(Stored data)
= = = = = = =

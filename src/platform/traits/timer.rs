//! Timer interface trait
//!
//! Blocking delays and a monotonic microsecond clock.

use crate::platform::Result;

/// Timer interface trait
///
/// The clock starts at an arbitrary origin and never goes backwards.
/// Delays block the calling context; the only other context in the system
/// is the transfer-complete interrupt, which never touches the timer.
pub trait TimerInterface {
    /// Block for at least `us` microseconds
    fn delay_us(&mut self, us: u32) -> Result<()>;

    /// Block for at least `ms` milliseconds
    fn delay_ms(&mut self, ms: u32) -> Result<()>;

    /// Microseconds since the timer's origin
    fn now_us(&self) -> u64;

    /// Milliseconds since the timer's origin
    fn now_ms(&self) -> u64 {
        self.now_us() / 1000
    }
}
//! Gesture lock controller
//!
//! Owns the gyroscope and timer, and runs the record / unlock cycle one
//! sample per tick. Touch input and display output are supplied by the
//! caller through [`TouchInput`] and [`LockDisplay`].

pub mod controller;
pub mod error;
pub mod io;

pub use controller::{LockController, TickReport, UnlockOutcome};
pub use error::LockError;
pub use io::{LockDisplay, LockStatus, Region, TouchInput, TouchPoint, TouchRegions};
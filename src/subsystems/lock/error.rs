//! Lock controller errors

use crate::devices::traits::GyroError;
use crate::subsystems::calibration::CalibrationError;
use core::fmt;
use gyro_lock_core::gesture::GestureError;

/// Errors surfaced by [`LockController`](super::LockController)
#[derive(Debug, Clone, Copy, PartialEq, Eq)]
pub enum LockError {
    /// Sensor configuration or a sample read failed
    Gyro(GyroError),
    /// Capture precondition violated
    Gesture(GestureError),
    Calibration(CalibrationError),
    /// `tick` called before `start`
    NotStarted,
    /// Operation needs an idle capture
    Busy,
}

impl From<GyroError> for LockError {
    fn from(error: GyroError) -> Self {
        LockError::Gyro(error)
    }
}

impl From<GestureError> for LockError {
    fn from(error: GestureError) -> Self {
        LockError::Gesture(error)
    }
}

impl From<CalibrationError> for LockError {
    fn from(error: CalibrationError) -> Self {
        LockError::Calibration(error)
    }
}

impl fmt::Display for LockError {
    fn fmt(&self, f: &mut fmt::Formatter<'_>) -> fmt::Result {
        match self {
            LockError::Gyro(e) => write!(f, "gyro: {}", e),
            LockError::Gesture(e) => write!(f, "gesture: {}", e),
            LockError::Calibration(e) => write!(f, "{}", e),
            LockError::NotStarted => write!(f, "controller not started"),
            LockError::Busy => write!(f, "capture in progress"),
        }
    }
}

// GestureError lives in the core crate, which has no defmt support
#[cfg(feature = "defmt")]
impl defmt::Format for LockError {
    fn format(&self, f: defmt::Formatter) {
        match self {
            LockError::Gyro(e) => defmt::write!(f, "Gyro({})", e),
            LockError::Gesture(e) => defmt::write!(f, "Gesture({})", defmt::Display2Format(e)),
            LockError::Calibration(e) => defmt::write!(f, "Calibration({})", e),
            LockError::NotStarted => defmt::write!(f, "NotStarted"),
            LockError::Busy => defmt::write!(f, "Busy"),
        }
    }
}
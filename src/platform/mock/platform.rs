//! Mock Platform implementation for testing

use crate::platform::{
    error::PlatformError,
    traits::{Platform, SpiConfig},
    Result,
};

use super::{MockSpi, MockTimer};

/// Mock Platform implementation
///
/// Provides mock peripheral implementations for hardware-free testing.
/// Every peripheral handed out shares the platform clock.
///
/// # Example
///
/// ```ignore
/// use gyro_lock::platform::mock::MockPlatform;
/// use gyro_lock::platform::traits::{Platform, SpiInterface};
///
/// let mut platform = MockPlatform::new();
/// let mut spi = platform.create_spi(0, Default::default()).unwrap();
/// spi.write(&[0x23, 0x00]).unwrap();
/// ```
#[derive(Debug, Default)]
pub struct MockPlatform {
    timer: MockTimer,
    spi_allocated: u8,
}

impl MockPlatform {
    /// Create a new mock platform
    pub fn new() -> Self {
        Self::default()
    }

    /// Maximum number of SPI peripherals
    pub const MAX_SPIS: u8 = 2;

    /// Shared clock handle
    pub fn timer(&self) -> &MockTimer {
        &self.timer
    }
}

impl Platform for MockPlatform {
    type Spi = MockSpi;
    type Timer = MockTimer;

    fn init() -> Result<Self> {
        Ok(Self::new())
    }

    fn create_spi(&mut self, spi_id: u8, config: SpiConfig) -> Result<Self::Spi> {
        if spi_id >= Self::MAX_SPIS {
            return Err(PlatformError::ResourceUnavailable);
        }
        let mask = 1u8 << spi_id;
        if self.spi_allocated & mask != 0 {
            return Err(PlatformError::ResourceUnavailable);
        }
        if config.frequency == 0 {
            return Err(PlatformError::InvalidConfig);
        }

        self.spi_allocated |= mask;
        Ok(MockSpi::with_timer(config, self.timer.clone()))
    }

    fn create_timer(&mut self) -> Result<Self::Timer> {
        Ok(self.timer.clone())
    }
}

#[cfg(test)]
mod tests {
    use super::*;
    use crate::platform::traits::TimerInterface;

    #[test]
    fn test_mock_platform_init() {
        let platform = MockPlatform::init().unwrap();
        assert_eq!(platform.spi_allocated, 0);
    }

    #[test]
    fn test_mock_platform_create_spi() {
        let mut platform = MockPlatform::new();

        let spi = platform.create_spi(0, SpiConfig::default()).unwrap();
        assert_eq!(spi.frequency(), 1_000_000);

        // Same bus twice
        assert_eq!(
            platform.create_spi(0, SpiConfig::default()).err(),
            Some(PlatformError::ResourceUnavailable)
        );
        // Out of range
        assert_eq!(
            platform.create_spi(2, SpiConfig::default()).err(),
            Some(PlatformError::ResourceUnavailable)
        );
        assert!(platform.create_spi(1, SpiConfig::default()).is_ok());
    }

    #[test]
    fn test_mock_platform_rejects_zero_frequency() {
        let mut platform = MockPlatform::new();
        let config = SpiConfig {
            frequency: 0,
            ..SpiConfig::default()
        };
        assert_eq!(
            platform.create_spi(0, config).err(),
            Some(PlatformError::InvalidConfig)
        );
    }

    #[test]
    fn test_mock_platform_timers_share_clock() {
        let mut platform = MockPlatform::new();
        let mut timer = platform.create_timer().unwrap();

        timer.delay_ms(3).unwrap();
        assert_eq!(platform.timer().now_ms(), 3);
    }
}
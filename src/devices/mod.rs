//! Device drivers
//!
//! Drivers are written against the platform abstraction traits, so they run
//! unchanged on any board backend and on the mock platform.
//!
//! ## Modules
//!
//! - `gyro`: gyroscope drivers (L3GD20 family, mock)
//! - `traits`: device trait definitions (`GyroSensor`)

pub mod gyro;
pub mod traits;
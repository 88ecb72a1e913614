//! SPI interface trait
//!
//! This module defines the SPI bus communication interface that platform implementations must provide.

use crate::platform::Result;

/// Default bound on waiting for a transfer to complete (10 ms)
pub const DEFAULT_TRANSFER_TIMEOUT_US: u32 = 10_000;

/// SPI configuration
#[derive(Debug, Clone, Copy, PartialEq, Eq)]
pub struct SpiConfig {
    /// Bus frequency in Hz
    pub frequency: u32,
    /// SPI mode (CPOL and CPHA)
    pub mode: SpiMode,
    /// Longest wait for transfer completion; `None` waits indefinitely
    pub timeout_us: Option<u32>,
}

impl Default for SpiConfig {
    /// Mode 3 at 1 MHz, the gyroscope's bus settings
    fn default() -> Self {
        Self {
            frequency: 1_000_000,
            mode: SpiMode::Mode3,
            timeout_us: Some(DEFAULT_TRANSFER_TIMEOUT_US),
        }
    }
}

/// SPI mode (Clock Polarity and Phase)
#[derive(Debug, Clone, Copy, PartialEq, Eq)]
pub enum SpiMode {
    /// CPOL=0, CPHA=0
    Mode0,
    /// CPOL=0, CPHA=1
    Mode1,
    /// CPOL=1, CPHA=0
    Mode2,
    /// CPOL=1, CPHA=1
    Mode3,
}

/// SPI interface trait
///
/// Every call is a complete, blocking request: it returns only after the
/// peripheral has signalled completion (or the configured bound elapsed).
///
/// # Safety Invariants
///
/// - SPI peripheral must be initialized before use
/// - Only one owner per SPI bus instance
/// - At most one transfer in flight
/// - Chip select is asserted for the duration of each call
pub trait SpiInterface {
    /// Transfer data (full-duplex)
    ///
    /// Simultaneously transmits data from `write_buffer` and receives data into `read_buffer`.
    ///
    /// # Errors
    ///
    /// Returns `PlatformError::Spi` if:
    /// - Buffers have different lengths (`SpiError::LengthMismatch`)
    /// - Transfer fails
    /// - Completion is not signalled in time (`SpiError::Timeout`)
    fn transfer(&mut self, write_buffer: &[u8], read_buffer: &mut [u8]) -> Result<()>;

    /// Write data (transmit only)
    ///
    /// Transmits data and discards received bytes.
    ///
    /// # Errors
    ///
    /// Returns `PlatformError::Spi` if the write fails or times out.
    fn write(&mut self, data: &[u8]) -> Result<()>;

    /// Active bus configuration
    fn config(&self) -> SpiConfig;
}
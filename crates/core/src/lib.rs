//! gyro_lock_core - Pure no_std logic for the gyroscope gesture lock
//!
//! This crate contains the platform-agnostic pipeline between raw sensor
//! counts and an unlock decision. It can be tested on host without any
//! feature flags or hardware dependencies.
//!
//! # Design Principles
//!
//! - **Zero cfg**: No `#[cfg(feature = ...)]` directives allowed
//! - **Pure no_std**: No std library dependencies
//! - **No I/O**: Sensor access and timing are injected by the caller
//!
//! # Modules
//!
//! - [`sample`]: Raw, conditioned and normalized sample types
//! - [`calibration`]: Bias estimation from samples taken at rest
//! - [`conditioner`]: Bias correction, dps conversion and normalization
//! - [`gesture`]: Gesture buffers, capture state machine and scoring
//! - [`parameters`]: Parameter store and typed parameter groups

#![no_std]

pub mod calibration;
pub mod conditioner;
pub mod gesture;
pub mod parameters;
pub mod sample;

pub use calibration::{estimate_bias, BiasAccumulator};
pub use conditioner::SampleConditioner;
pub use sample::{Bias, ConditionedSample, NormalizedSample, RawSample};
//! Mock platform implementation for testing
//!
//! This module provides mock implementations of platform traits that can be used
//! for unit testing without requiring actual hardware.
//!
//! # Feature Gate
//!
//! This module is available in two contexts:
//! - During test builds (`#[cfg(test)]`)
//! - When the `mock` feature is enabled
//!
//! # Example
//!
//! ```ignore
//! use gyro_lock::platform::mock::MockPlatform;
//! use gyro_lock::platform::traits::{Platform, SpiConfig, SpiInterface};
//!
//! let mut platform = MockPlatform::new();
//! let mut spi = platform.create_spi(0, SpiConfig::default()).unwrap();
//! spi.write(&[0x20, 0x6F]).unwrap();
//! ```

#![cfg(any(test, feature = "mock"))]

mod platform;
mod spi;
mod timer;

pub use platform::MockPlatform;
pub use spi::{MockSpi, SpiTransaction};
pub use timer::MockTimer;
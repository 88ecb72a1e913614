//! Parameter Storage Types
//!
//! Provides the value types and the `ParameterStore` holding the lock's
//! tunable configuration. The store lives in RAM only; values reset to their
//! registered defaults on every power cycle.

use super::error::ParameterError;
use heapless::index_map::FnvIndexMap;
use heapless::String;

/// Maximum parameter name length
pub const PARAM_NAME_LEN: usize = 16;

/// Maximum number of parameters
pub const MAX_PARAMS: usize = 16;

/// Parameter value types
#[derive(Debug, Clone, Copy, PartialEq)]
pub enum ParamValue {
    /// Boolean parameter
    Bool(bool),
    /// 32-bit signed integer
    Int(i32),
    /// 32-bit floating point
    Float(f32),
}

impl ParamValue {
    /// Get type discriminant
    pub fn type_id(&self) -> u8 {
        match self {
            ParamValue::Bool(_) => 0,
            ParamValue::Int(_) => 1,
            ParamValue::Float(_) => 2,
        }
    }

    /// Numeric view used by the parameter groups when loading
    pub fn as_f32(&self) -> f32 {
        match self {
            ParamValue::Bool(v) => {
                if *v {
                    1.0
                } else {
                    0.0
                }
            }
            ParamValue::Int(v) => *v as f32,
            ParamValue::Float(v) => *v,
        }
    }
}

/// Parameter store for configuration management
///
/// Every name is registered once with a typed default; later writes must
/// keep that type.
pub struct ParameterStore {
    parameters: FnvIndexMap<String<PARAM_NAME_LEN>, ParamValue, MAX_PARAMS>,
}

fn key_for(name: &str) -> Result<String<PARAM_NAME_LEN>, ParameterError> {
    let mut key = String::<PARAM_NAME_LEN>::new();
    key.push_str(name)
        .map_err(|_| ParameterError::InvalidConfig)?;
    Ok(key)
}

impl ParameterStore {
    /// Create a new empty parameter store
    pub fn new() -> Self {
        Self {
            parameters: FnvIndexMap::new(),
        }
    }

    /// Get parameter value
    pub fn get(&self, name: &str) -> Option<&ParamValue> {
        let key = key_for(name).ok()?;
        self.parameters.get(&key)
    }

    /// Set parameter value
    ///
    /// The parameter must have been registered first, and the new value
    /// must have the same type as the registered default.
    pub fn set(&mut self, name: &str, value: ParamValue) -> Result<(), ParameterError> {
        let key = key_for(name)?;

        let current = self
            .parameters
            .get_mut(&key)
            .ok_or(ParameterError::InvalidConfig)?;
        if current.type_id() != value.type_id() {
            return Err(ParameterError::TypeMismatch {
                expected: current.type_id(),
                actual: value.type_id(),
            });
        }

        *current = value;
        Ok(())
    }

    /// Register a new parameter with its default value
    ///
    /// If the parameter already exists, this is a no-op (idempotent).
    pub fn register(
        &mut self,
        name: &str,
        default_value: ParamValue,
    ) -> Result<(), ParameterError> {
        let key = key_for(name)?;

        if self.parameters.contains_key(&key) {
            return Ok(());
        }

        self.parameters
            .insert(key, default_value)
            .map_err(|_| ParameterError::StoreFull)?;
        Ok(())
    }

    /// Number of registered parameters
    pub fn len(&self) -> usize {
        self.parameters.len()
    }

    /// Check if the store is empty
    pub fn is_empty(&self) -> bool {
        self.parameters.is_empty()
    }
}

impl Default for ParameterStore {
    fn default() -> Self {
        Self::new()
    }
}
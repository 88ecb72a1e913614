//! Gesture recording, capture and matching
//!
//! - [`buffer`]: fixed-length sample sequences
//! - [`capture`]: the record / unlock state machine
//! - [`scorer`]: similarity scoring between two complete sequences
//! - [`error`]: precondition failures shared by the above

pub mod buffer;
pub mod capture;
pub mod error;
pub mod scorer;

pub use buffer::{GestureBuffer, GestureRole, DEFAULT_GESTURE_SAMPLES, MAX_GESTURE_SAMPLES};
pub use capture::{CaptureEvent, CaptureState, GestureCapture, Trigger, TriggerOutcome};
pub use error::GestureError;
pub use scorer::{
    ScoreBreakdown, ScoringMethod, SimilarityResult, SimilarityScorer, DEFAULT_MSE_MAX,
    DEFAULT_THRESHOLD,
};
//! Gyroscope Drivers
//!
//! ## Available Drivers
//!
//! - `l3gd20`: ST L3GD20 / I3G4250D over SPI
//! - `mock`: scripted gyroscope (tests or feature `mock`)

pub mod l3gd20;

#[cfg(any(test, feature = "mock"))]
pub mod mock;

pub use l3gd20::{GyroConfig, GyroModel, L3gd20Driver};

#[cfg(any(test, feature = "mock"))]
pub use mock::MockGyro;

= = = = = = =

WORK TO COMPLETE: Nothing but the lines from the top of the records down to the line with "impl From<CalibrationError> for" belongs in the answer; repeat them exactly.

ANSWER TO THIS TASK:
filename src/platform/traits/timer.rs
//! Timer interface trait
//!
//! Blocking delays and a monotonic microsecond clock.

use crate::platform::Result;

/// Timer interface trait
///
/// The clock starts at an arbitrary origin and never goes backwards.
/// Delays block the calling context; the only other context in the system
/// is the transfer-complete interrupt, which never touches the timer.
pub trait TimerInterface {
    /// Block for at least `us` microseconds
    fn delay_us(&mut self, us: u32) -> Result<()>;

    /// Block for at least `ms` milliseconds
    fn delay_ms(&mut self, ms: u32) -> Result<()>;

    /// Microseconds since the timer's origin
    fn now_us(&self) -> u64;

    /// Milliseconds since the timer's origin
    fn now_ms(&self) -> u64 {
        self.now_us() / 1000
    }
}
//! Gesture lock controller
//!
//! Owns the gyroscope and timer, and runs the record / unlock cycle one
//! sample per tick. Touch input and display output are supplied by the
//! caller through [`TouchInput`] and [`LockDisplay`].

pub mod controller;
pub mod error;
pub mod io;

pub use controller::{LockController, TickReport, UnlockOutcome};
pub use error::LockError;
pub use io::{LockDisplay, LockStatus, Region, TouchInput, TouchPoint, TouchRegions};
filename src/subsystems/lock/error.rs
//! Lock controller errors

use crate::devices::traits::GyroError;
use crate::subsystems::calibration::CalibrationError;
use core::fmt;
use gyro_lock_core::gesture::GestureError;

/// Errors surfaced by [`LockController`](super::LockController)
#[derive(Debug, Clone, Copy, PartialEq, Eq)]
pub enum LockError {
    /// Sensor configuration or a sample read failed
    Gyro(GyroError),
    /// Capture precondition violated
    Gesture(GestureError),
    Calibration(CalibrationError),
    /// `tick` called before `start`
    NotStarted,
    /// Operation needs an idle capture
    Busy,
}

impl From<GyroError> for LockError {
    fn from(error: GyroError) -> Self {
        LockError::Gyro(error)
    }
}

impl From<GestureError> for LockError {
    fn from(error: GestureError) -> Self {
        LockError::Gesture(error)
    }
}

impl From<CalibrationError> for LockError {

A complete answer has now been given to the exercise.